- **AIM OF THE TASK**
The answer should consist of each line from the data below that includes "serde".

THE INPUT Block Start

use serde::{Deserialize, Serialize};
use std::fmt;

use gridborder_core::Color;

/// Which way a border segment runs.
#[derive(Debug, Clone, Copy, PartialEq, Eq, PartialOrd, Ord, Hash, Serialize, Deserialize)]
#[serde(rename_all = "lowercase")]
pub enum Orientation {
    /// Runs along a row boundary, between vertically adjacent cells.
    Horizontal,
    /// Runs along a column boundary, between horizontally adjacent cells.
    Vertical,
}

impl Orientation {
    /// Short code used in serialized line keys.
    pub fn code(&self) -> char {
        match self {
            Self::Horizontal => 'h',
            Self::Vertical => 'v',
        }
    }

    /// The other orientation.
    pub fn perpendicular(&self) -> Self {
        match self {
            Self::Horizontal => Self::Vertical,
            Self::Vertical => Self::Horizontal,
        }
    }
}

impl fmt::Display for Orientation {
    fn fmt(&self, f: &mut fmt::Formatter<'_>) -> fmt::Result {
        match self {
            Self::Horizontal => write!(f, "horizontal"),
            Self::Vertical => write!(f, "vertical"),
        }
    }
}

/// Identity of a border segment.
///
/// A horizontal key `(x, y)` is the border above cell `(x, y)` (row boundary
/// `y`, cell column `x`). A vertical key `(x, y)` is the border left of cell
/// `(x, y)` (column boundary `x`, cell row `y`).
#[derive(Debug, Clone, Copy, PartialEq, Eq, PartialOrd, Ord, Hash)]
pub struct LineKey {
    pub orientation: Orientation,
    pub x: i32,
    pub y: i32,
}

impl LineKey {
    pub fn new(x: i32, y: i32, orientation: Orientation) -> Self {
        Self { orientation, x, y }
    }

    pub fn horizontal(x: i32, y: i32) -> Self {
        Self::new(x, y, Orientation::Horizontal)
    }

    pub fn vertical(x: i32, y: i32) -> Self {
        Self::new(x, y, Orientation::Vertical)
    }

    /// Whether the segment exists on a `width` x `height` grid.
    pub fn in_bounds(&self, width: i32, height: i32) -> bool {
        match self.orientation {
            Orientation::Horizontal => {
                (0..width).contains(&self.x) && (0..=height).contains(&self.y)
            }
            Orientation::Vertical => {
                (0..=width).contains(&self.x) && (0..height).contains(&self.y)
            }
        }
    }

    /// The same segment moved by `(dx, dy)`, or `None` if a coordinate
    /// overflows.
    pub fn translated(&self, dx: i32, dy: i32) -> Option<Self> {
        Some(Self::new(
            self.x.checked_add(dx)?,
            self.y.checked_add(dy)?,
            self.orientation,
        ))
    }

    /// Key text used by the import/export format, e.g. `3,4,h`.
    pub fn to_key_string(&self) -> String {
        format!("{},{},{}", self.x, self.y, self.orientation.code())
    }
}

impl fmt::Display for LineKey {
    fn fmt(&self, f: &mut fmt::Formatter<'_>) -> fmt::Result {
        write!(f, "{}({}, {})", self.orientation, self.x, self.y)
    }
}

/// A drawn border segment.
#[derive(Debug, Clone, Copy, PartialEq, Eq, Hash)]
pub struct Line {
    pub key: LineKey,
    pub color: Color,
}

impl Line {
    pub fn new(key: LineKey, color: Color) -> Self {
        Self { key, color }
    }

    pub fn x(&self) -> i32 {
        self.key.x
    }

    pub fn y(&self) -> i32 {
        self.key.y
    }

    pub fn orientation(&self) -> Orientation {
        self.key.orientation
    }
}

THE INPUT Block End

- **OUTPUT FOR THIS EXERCISE**
use serde::{Deserialize, Serialize};
#[serde(rename_all = "lowercase")]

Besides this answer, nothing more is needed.